モトリー・クルーの伝記映画『ザ・ダート:モトリー・クルー自伝』を事実検証

『ザ・ダート』に登場するトミー・リー役のマシンガン・ケリー、ニッキー・シックス役のダグラス・ブース、ヴィンス・ニール役のダニエル・ウェバー、ミック・マーズ役のイワン・リオン(Photo by Jake Giles Netter/NETFLIX )

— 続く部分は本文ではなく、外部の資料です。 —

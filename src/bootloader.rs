//! GRUB adapter.
//!
//! The engine never parses GRUB configuration; it only installs the
//! bootloader during installs and writes environment files at well-known
//! paths. The fallback logic itself lives in the GRUB configuration shipped
//! inside the system image.

use anyhow::{anyhow, Result};
use std::path::{Path, PathBuf};
use tracing::{debug, info, warn};

use crate::config::Config;
use crate::constants;
use crate::fsutils::{find_first_existing, write_file_with_dirs};
use crate::process::run_checked;
use crate::types::Firmware;

/// Content of `grubcustom`: pulls the boot assessment logic into the main
/// configuration when present.
const GRUB_CUSTOM_CONTENT: &str = "\
set bootfile_loc=\"${root}\"
if [ -f \"${bootfile_loc}/grub_boot_assessment\" ]; then
  source \"${bootfile_loc}/grub_boot_assessment\"
fi
";

/// Content of `grub_boot_assessment`: the sentinel block read and updated
/// by the initramfs stage. Booting an assessed snapshot appends the hardened
/// command line so a failed early userspace falls back instead of hanging.
const BOOT_ASSESSMENT_CONTENT: &str = "\
set boot_assessment_blk=\"${root}\"
set boot_assessment_file=\"${boot_assessment_blk}/boot_assessment\"
if [ \"${enable_boot_assessment}\" = \"yes\" -o \"${enable_boot_assessment_always}\" = \"yes\" ]; then
  set extra_cmdline=\"rd.emergency=reboot rd.shell=0 panic=5\"
fi
";

/// GRUB bootloader adapter.
#[derive(Debug)]
pub struct Grub<'a> {
    config: &'a Config,
}

impl<'a> Grub<'a> {
    pub fn new(config: &'a Config) -> Self {
        Self { config }
    }

    /// Set persistent variables in a GRUB environment file.
    pub fn set_persistent_variables(&self, env_file: &Path, vars: &[(&str, String)]) -> Result<()> {
        if vars.is_empty() {
            return Ok(());
        }
        if let Some(parent) = env_file.parent() {
            std::fs::create_dir_all(parent)?;
        }
        let file = env_file.to_string_lossy().into_owned();
        let mut args: Vec<String> = vec![file, "set".to_string()];
        for (key, value) in vars {
            args.push(format!("{}={}", key, value));
        }
        let arg_refs: Vec<&str> = args.iter().map(|s| s.as_str()).collect();
        debug!("Setting bootloader variables in {}", env_file.display());
        run_checked(
            self.config.runner.as_ref(),
            "grub2-editenv",
            &arg_refs,
            "failed setting bootloader environment",
        )
        .map(|_| ())
    }

    /// Publish the default menu entry.
    pub fn set_default_entry(&self, env_dir: &Path, entry: &str) -> Result<()> {
        let entry = if entry.is_empty() {
            constants::GRUB_DEF_ENTRY
        } else {
            entry
        };
        self.set_persistent_variables(
            &env_dir.join(constants::GRUB_OEM_ENV),
            &[(constants::GRUB_ENV_DEFAULT_ENTRY, entry.to_string())],
        )
    }

    /// Install the bootloader on the target disk. BIOS installs go through
    /// `grub2-install`; EFI installs copy the shipped EFI application into
    /// the ESP and optionally register a boot entry.
    pub fn install(
        &self,
        root: &Path,
        state_mount: &Path,
        efi_mount: Option<&Path>,
        target_disk: &str,
        firmware: Firmware,
        disable_boot_entry: bool,
    ) -> Result<()> {
        info!("Installing GRUB..");
        let grub_dir = state_mount.join("grub2");
        std::fs::create_dir_all(&grub_dir)?;

        // the grub.cfg shipped inside the system image drives the fallback
        // menu; it is copied verbatim
        let shipped_cfg = root.join(constants::GRUB_CONF_PATH);
        if shipped_cfg.exists() {
            let content = std::fs::read(&shipped_cfg)?;
            write_file_with_dirs(grub_dir.join("grub.cfg"), content)?;
        } else {
            warn!("no grub configuration found at {}", shipped_cfg.display());
        }

        match firmware {
            Firmware::Bios => {
                let boot_dir = state_mount.to_string_lossy().into_owned();
                run_checked(
                    self.config.runner.as_ref(),
                    "grub2-install",
                    &[
                        "--target=i386-pc",
                        "--boot-directory",
                        &boot_dir,
                        target_disk,
                    ],
                    "grub2-install failed",
                )?;
            }
            Firmware::Efi => {
                let efi_mount = efi_mount
                    .ok_or_else(|| anyhow!("EFI install requested without an ESP mounted"))?;
                self.install_efi_app(root, efi_mount, target_disk, disable_boot_entry)?;
            }
        }
        Ok(())
    }

    fn install_efi_app(
        &self,
        root: &Path,
        efi_mount: &Path,
        target_disk: &str,
        disable_boot_entry: bool,
    ) -> Result<()> {
        let arch = self.config.platform.arch.as_str();
        let (app_name, candidates) = match arch {
            "aarch64" => (
                "bootaa64.efi",
                vec![
                    root.join("usr/share/efi/aarch64/grub.efi"),
                    root.join("usr/share/grub2/arm64-efi/grub.efi"),
                ],
            ),
            _ => (
                "bootx64.efi",
                vec![
                    root.join("usr/share/efi/x86_64/grub.efi"),
                    root.join("usr/share/grub2/x86_64-efi/grub.efi"),
                    root.join("usr/lib/grub/x86_64-efi/grub.efi"),
                ],
            ),
        };
        let grub_efi = find_first_existing(&candidates)
            .ok_or_else(|| anyhow!("no grub EFI application found in the system image"))?;

        let boot_dir = efi_mount.join("EFI/boot");
        let app = boot_dir.join(app_name);
        std::fs::create_dir_all(&boot_dir)?;
        std::fs::copy(&grub_efi, &app)?;

        // a stub configuration next to the EFI app redirects grub to the
        // state partition holding the real configuration
        let stub = format!(
            "search --no-floppy --label --set=root {}\nset prefix=($root)/grub2\nconfigfile ($prefix)/grub.cfg\n",
            constants::STATE_LABEL
        );
        write_file_with_dirs(boot_dir.join("grub.cfg"), stub)?;

        if !disable_boot_entry {
            let result = self.config.runner.as_ref().run(
                "efibootmgr",
                &[
                    "--create",
                    "--disk",
                    target_disk,
                    "--part",
                    "1",
                    "--loader",
                    &format!("\\EFI\\boot\\{}", app_name),
                    "--label",
                    constants::GRUB_DEF_ENTRY,
                ],
            )?;
            if !result.success() {
                warn!(
                    "failed registering EFI boot entry: {}",
                    result.stderr_trimmed()
                );
            }
        }
        Ok(())
    }

    /// Write the boot assessment hook files on the state partition and the
    /// assessment environment file.
    pub fn enable_boot_assessment(&self, state_mount: &Path) -> Result<()> {
        write_file_with_dirs(
            state_mount.join(constants::GRUB_CUSTOM_FILE),
            GRUB_CUSTOM_CONTENT,
        )?;
        write_file_with_dirs(
            state_mount.join(constants::BOOT_ASSESSMENT_FILE),
            BOOT_ASSESSMENT_CONTENT,
        )?;
        Ok(())
    }

    /// Arm boot assessment for the next boot only. The initramfs clears the
    /// flag once the new deployment has come up healthy.
    pub fn set_single_shot_assessment(&self, state_mount: &Path) -> Result<()> {
        self.set_persistent_variables(
            &state_mount.join("boot_assessment"),
            &[("enable_boot_assessment", "yes".to_string())],
        )
    }

    /// Environment directory used for `grub_oem_env`: the ESP when there is
    /// one, the state partition otherwise.
    pub fn env_dir(boot_mount: Option<&PathBuf>, state_mount: &Path) -> PathBuf {
        boot_mount
            .cloned()
            .unwrap_or_else(|| state_mount.to_path_buf())
    }
}

#[cfg(test)]
mod tests {
    use super::*;
    use crate::testing::FakeRunner;
    use std::rc::Rc;
    use tempfile::TempDir;

    fn grub_config() -> (Config, Rc<FakeRunner>) {
        let mut config = Config::for_tests();
        let runner = Rc::new(FakeRunner::default());
        config.runner = Box::new(runner.clone());
        (config, runner)
    }

    #[test]
    fn test_persistent_variables_go_through_editenv() {
        let (config, runner) = grub_config();
        let tmp = TempDir::new().unwrap();
        let grub = Grub::new(&config);
        grub.set_persistent_variables(
            &tmp.path().join(constants::GRUB_OEM_ENV),
            &[
                ("fallback", "0 1 recovery".to_string()),
                ("snapshotter", "loop-device".to_string()),
            ],
        )
        .unwrap();
        assert!(runner.called_with("grub2-editenv", "set fallback=0 1 recovery snapshotter=loop-device"));
    }

    #[test]
    fn test_boot_assessment_files() {
        let (config, _runner) = grub_config();
        let tmp = TempDir::new().unwrap();
        let grub = Grub::new(&config);
        grub.enable_boot_assessment(tmp.path()).unwrap();

        let custom =
            std::fs::read_to_string(tmp.path().join(constants::GRUB_CUSTOM_FILE)).unwrap();
        assert!(custom.contains("bootfile_loc"));
        let assessment =
            std::fs::read_to_string(tmp.path().join(constants::BOOT_ASSESSMENT_FILE)).unwrap();
        assert!(assessment.contains("boot_assessment_blk"));
        assert!(assessment.contains(constants::BOOT_ASSESSMENT_CMDLINE));
    }

    #[test]
    fn test_single_shot_assessment_sets_flag() {
        let (config, runner) = grub_config();
        let tmp = TempDir::new().unwrap();
        let grub = Grub::new(&config);
        grub.set_single_shot_assessment(tmp.path()).unwrap();
        assert!(runner.called_with("grub2-editenv", "set enable_boot_assessment=yes"));
    }

    #[test]
    fn test_bios_install_runs_grub2_install() {
        let (config, runner) = grub_config();
        let tmp = TempDir::new().unwrap();
        let root = tmp.path().join("root");
        let state = tmp.path().join("state");
        crate::fsutils::write_file_with_dirs(root.join(constants::GRUB_CONF_PATH), "menu").unwrap();
        let grub = Grub::new(&config);
        grub.install(&root, &state, None, "/dev/sda", Firmware::Bios, false)
            .unwrap();
        assert!(runner.called_with("grub2-install", "--target=i386-pc"));
        assert!(state.join("grub2/grub.cfg").exists());
    }

    #[test]
    fn test_efi_install_copies_app_and_stub() {
        let (config, runner) = grub_config();
        let tmp = TempDir::new().unwrap();
        let root = tmp.path().join("root");
        let state = tmp.path().join("state");
        let efi = tmp.path().join("efi");
        crate::fsutils::write_file_with_dirs(root.join(constants::GRUB_CONF_PATH), "menu").unwrap();
        crate::fsutils::write_file_with_dirs(root.join("usr/share/efi/x86_64/grub.efi"), "efi")
            .unwrap();
        let grub = Grub::new(&config);
        grub.install(&root, &state, Some(&efi), "/dev/sda", Firmware::Efi, false)
            .unwrap();
        assert!(efi.join("EFI/boot/bootx64.efi").exists());
        let stub = std::fs::read_to_string(efi.join("EFI/boot/grub.cfg")).unwrap();
        assert!(stub.contains(constants::STATE_LABEL));
        assert!(runner.called_with("efibootmgr", "--create"));
    }
}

7.トミーがヘザー・ロックリアと出会ったのは、ヴィンスが交通事故を起こした夜ではない

劇中、トミーがヘザー・ロックリアと知り合うのはパーティーが行われたある家で、その夜に酔っ払ったヴィンスが交通事故を起こし、同乗していたハノイ・ロックスのドラマーだったニコラス・“ラズル”・ディングリーが死ぬ。しかし、実際にトミーとヘザーが出会ったのはREOスピードワゴンのコンサート後で、トミーの会計士が二人を紹介した。劇中で正しいのは、トミーが最初ヘザーを『俺たち賞金稼ぎ!!フォール・ガイ』のヘザー・トーマスだと勘違いした点だ。

8.ジョン・コラビには話す能力があった

ヴィンスがバンドを脱退したあと、新たなヴォーカリストとして雇われたのがジョン・コラビで、彼が加入したあとで新作アルバムを作り、ツアーも行った。この活動期間、コラビは自分の口で歌い、自分の言葉で話していた。しかし、劇中のジョンは話すことができない印象を与える描かれ方だ。彼のヘアスタイルは当時に近いが、彼が話せようが、彼がいた時期のバンドの音楽が聞こえまいが、大して意味がない。そして、ジョンがニヤニヤ笑っている男以上の存在感を発揮したシーンはカットされた可能性が高いだろう(コラビを演じたのは「Ten Second Songs」で知られるヘヴィ・メタル・シンガーのアンソニー・ヴィンセント)。



9.彼らの出版権の確保は、劇中で描かれている以上に困難を極めた

映画『ザ・ダート』では、ズータウトをエレクトラというレーベル全体を具現化した存在として描いている。劇中、ヴィンスがバンドに復帰する少し前に、ズータウトがバーでニッキーと会って、レーベルがニッキーに彼の楽曲の出版権を戻すと伝えている。この出来事が実際に起きたのは1998年で、アルバム『ジェネレーション・スワイン』が大失敗に終わったあとのことだ。それもレーベルの代表シルヴィア・ローンとの長く、不快な争いを経てのことだった。その時点で、ズータウトはエレクトラからゲフィンに移籍しており、出版権を取り戻すこの争いに一切関与していない。

10.ドック・マギーのクビの原因は、疎遠だったニッキーの母親が関わった出来事ではない

思春期のニッキーが無愛想な母親と争うシーンで、この映画が始まる。ニッキーは自宅を出たあと、母親と二度と口をきかないと誓う。のちにニッキーが宿泊していたホテルのロビーに、ドックが彼の母親を連れてきて驚かせる。激怒したニッキーはその場でドックをクビにする。現実に起きたことは、ドックが1989年にモスクワ・ミュージック・ピース・フェスティバルを開催し、ボン・ジョヴィ、スコーピオンズ、オジー、モトリー・クルーがこのフェスに参加した。ドックはモトリーに対し、参加する全バンドが短いセットを行って時間通りに終わらせると告げていた。しかし実際にフェスが始まると、モトリーの出演順が他の同格バンドよりも先だっただけでなく、ボン・ジョヴィがフルセットを演奏して大盛り上がりを見せた。モトリーはその場でドックを解雇し、ダグ・サーラーにマネージメントの全権を委ねた。そしてダグは、ジョン・コラビが参加したアルバムが大失敗するまでマネージャーを務めたのだった。